▶ **What the task asks**:
Output exactly the lines below, starting with the line that has "use super::Mesh;" and going on through the line that has "let forward = dims.map(|n|", both included, and no other lines.

[Records drawn from a dataset]
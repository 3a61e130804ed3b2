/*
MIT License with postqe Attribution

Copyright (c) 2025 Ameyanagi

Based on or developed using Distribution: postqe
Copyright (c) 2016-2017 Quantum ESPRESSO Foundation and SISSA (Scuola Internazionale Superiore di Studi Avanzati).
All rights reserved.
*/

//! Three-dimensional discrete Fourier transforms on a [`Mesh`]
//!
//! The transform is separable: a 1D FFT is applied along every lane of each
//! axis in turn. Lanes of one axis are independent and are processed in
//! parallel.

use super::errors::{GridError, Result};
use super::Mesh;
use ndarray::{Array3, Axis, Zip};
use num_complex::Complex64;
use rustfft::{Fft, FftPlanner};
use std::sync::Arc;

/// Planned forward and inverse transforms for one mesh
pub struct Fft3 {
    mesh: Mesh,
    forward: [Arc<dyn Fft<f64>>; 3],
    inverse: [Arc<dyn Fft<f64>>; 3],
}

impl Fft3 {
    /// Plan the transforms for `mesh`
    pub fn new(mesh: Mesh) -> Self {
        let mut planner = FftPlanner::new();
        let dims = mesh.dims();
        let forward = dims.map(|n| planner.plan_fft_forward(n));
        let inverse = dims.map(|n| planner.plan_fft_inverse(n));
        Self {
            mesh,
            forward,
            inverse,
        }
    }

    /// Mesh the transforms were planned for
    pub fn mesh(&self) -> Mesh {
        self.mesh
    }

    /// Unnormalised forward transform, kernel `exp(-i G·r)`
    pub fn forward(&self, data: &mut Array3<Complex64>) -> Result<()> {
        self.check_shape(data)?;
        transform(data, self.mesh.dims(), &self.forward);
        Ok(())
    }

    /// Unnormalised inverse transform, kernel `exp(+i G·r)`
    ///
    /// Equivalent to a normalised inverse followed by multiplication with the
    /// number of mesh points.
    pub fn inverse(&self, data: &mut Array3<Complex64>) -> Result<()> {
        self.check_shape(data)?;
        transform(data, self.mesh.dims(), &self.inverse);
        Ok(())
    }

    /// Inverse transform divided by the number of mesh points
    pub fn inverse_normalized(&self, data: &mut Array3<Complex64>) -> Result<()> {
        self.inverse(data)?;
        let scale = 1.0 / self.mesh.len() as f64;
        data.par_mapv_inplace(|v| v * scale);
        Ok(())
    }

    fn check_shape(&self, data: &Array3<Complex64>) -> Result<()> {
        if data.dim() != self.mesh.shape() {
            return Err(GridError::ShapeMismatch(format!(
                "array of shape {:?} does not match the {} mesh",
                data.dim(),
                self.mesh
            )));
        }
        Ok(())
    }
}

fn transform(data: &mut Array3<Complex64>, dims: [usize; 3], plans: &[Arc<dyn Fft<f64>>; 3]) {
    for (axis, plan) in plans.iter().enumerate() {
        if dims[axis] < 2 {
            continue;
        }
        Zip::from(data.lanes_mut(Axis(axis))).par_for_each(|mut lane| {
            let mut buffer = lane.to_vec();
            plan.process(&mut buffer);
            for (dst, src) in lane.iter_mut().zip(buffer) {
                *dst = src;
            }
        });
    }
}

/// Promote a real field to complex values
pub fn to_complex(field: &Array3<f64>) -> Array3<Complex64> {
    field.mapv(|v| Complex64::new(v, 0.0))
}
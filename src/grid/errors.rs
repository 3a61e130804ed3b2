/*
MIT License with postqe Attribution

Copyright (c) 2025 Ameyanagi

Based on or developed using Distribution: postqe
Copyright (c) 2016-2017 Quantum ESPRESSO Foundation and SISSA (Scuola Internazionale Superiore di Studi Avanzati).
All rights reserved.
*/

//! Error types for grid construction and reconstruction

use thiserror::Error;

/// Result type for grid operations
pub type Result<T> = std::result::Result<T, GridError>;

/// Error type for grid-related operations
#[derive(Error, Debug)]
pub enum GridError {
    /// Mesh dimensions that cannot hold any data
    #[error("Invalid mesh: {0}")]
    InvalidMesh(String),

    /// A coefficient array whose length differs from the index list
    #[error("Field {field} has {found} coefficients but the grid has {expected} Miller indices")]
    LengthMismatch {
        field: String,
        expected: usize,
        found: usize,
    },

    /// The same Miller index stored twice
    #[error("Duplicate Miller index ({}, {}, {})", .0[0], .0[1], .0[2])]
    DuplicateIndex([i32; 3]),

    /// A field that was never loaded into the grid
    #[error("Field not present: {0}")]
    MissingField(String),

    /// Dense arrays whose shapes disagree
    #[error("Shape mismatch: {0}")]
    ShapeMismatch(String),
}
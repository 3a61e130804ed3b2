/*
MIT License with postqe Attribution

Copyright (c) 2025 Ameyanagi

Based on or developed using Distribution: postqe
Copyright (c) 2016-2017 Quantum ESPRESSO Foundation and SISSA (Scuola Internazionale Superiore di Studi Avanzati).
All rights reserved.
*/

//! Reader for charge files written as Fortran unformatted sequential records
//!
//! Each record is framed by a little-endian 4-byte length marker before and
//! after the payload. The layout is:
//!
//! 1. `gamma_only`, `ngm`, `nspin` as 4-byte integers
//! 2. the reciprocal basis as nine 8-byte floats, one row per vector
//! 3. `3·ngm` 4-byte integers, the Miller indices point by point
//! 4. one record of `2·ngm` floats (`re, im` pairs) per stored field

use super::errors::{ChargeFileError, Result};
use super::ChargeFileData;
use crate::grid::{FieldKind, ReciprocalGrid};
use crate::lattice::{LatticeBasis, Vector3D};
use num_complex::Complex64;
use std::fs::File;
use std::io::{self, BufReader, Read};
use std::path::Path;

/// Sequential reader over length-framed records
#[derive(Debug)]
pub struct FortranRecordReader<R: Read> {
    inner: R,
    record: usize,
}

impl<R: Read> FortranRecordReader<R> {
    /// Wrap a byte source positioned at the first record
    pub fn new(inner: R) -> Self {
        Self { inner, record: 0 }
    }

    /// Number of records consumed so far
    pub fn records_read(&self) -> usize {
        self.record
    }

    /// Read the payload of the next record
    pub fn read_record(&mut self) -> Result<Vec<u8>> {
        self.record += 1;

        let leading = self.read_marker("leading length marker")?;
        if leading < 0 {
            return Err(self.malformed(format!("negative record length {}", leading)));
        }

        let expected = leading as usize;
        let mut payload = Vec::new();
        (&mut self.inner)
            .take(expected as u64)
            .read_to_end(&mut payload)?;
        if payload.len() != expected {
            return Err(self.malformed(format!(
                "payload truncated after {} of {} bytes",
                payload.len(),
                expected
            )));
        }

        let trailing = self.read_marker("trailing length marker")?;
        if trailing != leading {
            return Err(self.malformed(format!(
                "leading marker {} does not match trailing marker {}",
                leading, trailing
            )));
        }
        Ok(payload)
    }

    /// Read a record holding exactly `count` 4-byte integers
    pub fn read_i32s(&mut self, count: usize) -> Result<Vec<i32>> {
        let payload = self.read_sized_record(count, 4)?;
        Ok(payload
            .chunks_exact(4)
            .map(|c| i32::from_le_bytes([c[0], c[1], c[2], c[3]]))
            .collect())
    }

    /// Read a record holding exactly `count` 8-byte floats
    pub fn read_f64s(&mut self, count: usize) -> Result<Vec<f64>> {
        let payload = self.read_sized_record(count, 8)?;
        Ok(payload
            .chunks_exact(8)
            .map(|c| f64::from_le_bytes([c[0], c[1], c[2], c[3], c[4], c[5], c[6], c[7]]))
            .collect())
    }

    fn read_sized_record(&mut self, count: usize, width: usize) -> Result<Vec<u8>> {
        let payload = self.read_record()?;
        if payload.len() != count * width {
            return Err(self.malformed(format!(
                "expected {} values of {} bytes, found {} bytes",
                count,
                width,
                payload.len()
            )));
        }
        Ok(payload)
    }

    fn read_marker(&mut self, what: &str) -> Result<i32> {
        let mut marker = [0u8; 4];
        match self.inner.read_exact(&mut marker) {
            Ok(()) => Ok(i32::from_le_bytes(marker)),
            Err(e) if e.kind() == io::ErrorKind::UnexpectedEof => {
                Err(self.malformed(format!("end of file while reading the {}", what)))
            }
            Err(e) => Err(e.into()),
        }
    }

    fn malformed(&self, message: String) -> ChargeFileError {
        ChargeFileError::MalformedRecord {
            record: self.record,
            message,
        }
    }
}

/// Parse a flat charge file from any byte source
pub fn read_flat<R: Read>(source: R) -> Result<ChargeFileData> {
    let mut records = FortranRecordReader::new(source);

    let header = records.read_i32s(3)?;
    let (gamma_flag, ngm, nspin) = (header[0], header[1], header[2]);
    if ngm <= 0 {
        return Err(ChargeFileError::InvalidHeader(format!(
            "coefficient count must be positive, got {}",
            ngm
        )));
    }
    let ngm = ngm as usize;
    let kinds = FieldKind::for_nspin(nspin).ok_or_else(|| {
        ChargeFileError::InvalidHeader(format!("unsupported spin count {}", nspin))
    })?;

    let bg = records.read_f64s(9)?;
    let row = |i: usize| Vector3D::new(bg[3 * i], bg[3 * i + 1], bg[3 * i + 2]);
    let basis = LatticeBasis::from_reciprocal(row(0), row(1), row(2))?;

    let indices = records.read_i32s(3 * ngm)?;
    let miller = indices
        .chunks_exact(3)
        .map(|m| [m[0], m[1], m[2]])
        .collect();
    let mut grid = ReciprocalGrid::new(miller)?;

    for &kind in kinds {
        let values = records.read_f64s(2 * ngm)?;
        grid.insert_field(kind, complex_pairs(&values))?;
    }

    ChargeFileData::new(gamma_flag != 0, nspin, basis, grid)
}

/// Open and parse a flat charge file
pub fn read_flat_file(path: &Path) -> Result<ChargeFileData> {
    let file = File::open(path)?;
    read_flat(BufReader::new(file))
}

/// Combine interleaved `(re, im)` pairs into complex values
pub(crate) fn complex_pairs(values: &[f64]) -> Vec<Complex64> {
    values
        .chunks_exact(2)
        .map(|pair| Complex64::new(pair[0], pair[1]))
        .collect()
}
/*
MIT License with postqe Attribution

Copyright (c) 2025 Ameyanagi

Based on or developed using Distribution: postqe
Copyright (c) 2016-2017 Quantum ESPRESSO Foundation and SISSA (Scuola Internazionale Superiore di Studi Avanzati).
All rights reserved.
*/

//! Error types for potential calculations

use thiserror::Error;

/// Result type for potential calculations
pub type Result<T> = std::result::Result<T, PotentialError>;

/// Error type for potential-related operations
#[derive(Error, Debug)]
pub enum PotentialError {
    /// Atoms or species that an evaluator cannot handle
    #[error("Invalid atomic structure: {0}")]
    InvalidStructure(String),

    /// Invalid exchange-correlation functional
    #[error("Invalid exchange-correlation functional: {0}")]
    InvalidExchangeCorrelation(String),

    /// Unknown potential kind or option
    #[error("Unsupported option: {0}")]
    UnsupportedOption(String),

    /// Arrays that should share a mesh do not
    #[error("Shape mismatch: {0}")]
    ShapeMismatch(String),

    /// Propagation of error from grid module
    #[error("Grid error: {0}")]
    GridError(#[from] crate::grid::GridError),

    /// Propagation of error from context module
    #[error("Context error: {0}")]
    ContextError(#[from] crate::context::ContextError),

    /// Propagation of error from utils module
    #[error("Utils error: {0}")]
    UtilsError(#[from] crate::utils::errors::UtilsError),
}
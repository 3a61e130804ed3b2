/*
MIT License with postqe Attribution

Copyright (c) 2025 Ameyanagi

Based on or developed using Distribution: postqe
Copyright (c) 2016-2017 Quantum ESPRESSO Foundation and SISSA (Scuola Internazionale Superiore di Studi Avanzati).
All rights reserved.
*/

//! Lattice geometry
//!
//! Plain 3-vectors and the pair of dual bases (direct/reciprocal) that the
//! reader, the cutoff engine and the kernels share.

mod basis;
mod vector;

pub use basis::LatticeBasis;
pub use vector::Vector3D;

▶ **Result of the exercise**:
use super::Mesh;
use ndarray::{Array3, Axis, Zip};
use num_complex::Complex64;
use rustfft::{Fft, FftPlanner};
use std::sync::Arc;

/// Planned forward and inverse transforms for one mesh
pub struct Fft3 {
    mesh: Mesh,
    forward: [Arc<dyn Fft<f64>>; 3],
    inverse: [Arc<dyn Fft<f64>>; 3],
}

impl Fft3 {
    /// Plan the transforms for `mesh`
    pub fn new(mesh: Mesh) -> Self {
        let mut planner = FftPlanner::new();
        let dims = mesh.dims();
        let forward = dims.map(|n| planner.plan_fft_forward(n));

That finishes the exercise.